DATA IN THIS EXERCISE: Begin

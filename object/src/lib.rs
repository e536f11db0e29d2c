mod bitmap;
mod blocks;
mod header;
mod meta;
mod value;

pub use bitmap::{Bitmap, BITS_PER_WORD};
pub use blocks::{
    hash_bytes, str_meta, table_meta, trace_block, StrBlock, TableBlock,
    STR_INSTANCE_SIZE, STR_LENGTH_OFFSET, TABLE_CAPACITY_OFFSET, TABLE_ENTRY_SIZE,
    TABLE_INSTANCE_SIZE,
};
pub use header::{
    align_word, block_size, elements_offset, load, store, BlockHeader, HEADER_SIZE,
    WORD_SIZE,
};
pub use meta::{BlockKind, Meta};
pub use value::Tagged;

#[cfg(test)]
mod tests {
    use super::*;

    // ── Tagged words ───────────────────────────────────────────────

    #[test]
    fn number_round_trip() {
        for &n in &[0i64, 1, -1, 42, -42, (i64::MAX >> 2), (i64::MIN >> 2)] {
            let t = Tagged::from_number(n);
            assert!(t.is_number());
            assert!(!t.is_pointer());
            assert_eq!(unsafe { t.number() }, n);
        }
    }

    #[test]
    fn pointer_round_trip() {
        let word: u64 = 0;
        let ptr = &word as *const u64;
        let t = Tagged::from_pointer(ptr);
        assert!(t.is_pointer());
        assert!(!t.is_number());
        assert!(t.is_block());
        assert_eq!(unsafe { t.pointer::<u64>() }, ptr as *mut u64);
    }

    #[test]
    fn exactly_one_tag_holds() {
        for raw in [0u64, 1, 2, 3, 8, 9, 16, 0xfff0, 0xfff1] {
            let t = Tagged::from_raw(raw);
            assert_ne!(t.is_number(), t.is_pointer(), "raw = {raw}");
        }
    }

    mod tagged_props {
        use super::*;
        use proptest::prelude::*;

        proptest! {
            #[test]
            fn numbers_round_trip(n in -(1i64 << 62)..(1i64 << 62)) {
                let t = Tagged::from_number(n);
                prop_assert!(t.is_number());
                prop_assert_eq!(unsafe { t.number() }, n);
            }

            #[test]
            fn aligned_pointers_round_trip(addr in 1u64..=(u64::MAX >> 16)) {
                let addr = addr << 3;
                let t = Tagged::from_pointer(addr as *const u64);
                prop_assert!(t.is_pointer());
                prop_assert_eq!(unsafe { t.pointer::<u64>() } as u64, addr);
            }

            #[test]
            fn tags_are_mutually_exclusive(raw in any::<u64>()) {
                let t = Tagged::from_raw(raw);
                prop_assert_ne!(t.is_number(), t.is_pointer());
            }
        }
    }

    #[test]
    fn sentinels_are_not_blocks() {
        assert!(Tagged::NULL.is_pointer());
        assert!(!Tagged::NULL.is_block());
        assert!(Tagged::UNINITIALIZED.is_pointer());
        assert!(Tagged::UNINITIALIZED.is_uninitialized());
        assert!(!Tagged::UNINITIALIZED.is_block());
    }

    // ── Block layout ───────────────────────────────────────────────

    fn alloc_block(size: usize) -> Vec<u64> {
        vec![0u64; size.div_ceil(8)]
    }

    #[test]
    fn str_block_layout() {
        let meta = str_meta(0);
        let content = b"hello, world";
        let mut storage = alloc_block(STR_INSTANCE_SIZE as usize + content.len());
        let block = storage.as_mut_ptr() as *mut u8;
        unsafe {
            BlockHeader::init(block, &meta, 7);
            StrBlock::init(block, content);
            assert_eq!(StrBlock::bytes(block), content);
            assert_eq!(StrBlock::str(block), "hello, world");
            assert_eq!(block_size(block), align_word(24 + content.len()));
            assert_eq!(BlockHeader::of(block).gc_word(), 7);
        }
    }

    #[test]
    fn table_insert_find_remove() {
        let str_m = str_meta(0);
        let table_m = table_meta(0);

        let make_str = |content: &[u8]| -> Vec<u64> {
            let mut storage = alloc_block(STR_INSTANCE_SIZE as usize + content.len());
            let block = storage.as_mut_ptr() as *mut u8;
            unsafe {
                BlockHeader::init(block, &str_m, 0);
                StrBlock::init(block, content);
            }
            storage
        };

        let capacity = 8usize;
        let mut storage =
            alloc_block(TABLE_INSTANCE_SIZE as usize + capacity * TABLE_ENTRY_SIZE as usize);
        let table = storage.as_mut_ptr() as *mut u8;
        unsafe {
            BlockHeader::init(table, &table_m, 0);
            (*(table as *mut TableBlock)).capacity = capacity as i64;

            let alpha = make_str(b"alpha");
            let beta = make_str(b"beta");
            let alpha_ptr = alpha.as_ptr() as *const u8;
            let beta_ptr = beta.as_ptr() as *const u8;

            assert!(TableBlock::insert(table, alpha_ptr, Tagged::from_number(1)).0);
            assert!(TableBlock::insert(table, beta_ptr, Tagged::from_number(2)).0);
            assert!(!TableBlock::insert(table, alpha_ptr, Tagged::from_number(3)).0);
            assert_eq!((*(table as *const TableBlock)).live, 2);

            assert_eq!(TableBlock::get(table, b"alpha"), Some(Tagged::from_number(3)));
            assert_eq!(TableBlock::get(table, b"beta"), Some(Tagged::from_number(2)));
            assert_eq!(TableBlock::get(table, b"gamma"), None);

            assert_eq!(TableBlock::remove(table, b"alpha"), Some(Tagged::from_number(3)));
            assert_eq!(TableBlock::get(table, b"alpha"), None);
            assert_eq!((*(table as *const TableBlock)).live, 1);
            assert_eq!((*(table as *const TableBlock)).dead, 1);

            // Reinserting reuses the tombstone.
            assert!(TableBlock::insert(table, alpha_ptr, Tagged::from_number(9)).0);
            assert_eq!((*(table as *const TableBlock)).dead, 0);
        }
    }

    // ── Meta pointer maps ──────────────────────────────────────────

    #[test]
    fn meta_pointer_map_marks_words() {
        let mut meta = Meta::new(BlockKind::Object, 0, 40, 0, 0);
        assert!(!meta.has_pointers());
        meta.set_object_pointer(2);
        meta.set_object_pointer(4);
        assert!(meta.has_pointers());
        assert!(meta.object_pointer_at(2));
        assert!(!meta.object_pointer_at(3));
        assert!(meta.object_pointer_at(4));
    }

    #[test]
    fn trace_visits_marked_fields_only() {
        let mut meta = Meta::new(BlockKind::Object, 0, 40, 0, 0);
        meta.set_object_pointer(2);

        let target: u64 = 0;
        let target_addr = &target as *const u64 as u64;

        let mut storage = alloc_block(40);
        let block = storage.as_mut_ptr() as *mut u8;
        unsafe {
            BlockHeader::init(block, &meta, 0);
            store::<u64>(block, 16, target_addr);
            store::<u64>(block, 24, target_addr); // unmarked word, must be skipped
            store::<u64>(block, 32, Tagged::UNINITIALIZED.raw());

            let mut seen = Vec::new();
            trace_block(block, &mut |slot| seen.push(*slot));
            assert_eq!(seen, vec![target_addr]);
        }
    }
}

DATA IN THIS EXERCISE: End
DATA IN THIS EXERCISE: Begin

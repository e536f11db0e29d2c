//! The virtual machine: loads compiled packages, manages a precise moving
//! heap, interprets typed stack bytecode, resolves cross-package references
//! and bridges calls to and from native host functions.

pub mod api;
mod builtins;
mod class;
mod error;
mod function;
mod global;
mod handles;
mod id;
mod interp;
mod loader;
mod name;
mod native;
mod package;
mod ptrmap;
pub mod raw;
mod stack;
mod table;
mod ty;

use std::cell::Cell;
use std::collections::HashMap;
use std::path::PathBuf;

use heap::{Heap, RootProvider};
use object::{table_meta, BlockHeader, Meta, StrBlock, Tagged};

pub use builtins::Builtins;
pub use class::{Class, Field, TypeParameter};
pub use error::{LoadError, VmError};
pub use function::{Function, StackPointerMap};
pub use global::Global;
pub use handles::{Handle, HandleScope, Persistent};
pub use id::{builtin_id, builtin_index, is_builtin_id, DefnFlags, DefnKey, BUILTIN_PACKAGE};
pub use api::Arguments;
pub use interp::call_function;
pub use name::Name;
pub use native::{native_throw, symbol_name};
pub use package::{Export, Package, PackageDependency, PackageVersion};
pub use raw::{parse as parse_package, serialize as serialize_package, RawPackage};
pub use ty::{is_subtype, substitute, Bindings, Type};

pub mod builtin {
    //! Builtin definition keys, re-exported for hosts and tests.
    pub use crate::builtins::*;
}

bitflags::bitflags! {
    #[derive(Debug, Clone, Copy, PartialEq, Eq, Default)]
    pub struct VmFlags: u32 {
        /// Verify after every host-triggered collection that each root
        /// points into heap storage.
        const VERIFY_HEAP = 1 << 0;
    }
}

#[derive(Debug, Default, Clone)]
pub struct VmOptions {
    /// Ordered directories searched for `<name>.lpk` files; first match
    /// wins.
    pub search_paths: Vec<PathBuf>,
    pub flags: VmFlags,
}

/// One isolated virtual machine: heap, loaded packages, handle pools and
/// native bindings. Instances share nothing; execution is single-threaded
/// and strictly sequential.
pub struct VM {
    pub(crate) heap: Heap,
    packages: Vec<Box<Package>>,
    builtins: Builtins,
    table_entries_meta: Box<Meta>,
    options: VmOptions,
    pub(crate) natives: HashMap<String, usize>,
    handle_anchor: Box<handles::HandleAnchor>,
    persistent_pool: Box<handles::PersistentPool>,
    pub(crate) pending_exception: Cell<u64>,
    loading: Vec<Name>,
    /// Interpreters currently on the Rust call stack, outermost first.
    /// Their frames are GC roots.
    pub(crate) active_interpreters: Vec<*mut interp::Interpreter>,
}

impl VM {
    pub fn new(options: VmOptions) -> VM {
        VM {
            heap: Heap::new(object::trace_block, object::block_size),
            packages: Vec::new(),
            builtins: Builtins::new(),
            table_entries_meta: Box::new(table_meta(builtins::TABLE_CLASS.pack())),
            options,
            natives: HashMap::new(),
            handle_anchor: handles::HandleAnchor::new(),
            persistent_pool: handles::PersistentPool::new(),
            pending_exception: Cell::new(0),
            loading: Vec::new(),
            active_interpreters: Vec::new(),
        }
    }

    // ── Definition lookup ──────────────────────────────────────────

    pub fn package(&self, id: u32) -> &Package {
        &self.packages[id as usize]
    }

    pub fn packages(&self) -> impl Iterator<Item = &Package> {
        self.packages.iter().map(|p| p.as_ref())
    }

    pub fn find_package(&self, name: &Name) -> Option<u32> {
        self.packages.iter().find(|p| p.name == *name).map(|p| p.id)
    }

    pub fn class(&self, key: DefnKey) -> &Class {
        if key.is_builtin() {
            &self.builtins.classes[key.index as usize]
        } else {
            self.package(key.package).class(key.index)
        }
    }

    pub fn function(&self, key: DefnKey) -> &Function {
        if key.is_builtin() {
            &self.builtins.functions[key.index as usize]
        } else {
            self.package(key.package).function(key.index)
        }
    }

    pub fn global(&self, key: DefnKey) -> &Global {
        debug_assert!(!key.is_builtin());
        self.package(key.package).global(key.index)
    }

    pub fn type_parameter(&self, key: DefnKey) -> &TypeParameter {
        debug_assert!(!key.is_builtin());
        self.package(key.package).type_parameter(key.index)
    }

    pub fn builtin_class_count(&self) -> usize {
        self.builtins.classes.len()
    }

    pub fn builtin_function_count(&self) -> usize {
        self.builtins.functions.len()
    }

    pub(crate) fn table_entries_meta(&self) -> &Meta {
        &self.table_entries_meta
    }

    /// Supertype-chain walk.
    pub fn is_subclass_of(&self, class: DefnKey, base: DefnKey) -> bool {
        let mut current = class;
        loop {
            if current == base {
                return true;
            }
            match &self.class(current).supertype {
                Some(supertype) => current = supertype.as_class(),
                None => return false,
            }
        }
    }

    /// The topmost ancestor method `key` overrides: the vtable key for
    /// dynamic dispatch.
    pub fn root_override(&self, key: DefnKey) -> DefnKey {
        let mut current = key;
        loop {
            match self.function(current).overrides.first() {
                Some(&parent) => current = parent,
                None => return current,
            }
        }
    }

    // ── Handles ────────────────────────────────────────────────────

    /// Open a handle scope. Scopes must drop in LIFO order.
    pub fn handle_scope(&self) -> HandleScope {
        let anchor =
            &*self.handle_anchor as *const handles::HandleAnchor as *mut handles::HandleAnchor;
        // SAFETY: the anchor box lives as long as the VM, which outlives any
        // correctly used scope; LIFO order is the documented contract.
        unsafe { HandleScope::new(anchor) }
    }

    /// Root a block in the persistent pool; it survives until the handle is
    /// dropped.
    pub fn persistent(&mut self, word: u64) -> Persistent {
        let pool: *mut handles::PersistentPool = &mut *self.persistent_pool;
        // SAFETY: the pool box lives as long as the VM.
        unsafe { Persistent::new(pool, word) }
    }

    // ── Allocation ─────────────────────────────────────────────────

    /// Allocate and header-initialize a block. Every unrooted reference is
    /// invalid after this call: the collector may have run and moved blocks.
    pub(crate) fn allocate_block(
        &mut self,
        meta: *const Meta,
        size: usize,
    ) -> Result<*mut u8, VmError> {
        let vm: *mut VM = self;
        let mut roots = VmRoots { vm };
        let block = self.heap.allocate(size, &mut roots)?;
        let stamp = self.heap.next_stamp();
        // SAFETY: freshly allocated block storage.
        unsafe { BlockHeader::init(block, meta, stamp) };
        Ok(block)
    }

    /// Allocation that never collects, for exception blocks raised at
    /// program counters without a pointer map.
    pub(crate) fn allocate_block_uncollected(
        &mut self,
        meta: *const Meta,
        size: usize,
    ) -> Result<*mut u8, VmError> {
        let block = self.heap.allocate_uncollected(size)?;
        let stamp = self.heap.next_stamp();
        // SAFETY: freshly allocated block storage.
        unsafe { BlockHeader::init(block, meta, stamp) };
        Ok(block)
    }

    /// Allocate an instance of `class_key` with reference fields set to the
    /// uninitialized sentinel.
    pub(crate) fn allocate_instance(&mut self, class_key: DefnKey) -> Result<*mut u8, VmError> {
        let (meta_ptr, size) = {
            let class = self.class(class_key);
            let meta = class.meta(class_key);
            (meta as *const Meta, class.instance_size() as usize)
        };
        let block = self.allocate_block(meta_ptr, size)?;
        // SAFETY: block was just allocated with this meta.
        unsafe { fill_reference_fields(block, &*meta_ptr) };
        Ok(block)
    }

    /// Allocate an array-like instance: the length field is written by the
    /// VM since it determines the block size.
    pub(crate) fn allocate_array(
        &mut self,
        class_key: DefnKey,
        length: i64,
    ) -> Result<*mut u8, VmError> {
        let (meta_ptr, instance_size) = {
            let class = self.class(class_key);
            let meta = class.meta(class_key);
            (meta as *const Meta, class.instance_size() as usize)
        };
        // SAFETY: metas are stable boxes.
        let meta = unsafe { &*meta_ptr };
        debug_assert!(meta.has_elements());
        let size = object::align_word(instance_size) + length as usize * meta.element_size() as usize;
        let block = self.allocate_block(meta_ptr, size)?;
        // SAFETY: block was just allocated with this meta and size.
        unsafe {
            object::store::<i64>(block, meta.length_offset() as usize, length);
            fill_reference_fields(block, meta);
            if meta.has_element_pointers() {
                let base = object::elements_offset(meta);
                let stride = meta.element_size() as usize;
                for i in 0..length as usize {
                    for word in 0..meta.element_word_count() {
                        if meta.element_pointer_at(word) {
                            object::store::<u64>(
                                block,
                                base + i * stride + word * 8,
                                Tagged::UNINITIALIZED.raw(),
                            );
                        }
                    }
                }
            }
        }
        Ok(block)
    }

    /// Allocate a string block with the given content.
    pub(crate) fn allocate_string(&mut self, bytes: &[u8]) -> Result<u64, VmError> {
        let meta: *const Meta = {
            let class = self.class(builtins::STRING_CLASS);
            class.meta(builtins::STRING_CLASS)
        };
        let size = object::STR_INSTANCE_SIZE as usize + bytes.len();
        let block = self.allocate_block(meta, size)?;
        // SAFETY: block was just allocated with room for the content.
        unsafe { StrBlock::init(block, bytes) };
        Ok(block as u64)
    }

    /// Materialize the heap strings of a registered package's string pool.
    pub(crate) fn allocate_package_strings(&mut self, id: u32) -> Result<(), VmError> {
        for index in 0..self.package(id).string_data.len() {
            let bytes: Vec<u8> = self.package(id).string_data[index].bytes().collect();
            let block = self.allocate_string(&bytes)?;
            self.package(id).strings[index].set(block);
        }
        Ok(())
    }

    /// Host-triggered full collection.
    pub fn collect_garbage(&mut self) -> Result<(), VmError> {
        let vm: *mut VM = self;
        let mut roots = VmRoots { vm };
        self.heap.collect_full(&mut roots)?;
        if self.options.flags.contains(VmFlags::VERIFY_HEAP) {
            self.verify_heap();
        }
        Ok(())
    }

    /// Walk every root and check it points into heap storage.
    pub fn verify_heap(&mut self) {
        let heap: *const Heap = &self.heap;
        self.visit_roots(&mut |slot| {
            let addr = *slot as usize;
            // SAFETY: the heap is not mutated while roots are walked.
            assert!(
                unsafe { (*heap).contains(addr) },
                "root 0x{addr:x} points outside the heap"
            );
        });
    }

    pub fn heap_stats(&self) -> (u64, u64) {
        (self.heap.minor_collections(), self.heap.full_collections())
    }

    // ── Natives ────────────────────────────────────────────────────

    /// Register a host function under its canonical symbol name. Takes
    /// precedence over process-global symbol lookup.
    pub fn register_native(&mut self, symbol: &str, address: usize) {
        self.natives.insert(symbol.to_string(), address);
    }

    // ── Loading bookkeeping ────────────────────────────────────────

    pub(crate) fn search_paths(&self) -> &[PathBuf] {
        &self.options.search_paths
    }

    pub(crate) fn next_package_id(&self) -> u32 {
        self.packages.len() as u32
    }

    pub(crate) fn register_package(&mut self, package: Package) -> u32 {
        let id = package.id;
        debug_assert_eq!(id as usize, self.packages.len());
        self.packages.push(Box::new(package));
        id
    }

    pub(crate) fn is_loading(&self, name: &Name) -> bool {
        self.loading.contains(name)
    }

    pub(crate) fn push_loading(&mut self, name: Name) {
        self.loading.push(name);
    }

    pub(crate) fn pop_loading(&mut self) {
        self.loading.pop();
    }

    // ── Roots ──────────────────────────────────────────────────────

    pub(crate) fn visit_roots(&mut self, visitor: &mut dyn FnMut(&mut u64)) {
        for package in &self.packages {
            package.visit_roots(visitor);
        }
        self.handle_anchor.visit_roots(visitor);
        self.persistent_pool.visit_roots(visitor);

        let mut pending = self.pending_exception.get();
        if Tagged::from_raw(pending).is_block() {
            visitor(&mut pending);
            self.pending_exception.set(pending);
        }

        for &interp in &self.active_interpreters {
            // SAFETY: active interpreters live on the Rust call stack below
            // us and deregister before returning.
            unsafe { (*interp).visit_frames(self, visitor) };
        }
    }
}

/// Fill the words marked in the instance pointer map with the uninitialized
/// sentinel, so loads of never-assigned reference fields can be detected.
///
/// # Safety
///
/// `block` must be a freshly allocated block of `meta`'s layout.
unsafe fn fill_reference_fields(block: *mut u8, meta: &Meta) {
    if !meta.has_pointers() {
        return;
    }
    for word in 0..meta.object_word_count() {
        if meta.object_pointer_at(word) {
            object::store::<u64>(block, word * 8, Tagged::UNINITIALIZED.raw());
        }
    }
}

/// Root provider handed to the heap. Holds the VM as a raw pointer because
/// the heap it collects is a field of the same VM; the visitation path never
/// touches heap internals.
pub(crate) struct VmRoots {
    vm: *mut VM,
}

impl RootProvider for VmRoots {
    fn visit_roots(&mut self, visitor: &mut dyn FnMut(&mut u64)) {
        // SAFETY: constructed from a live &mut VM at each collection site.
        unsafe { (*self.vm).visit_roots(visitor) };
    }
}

DATA IN THIS EXERCISE: End

WHAT THE EXERCISE ASKS.
From the line that has "vtable key for" through the line that has "in LIFO order.", copy every line exactly as it appears above, and leave out all others.

SOLUTION.
    /// The topmost ancestor method `key` overrides: the vtable key for
    /// dynamic dispatch.
    pub fn root_override(&self, key: DefnKey) -> DefnKey {
        let mut current = key;
        loop {
            match self.function(current).overrides.first() {
                Some(&parent) => current = parent,
                None => return current,
            }
        }
    }

    // ── Handles ────────────────────────────────────────────────────

    /// Open a handle scope. Scopes must drop in LIFO order.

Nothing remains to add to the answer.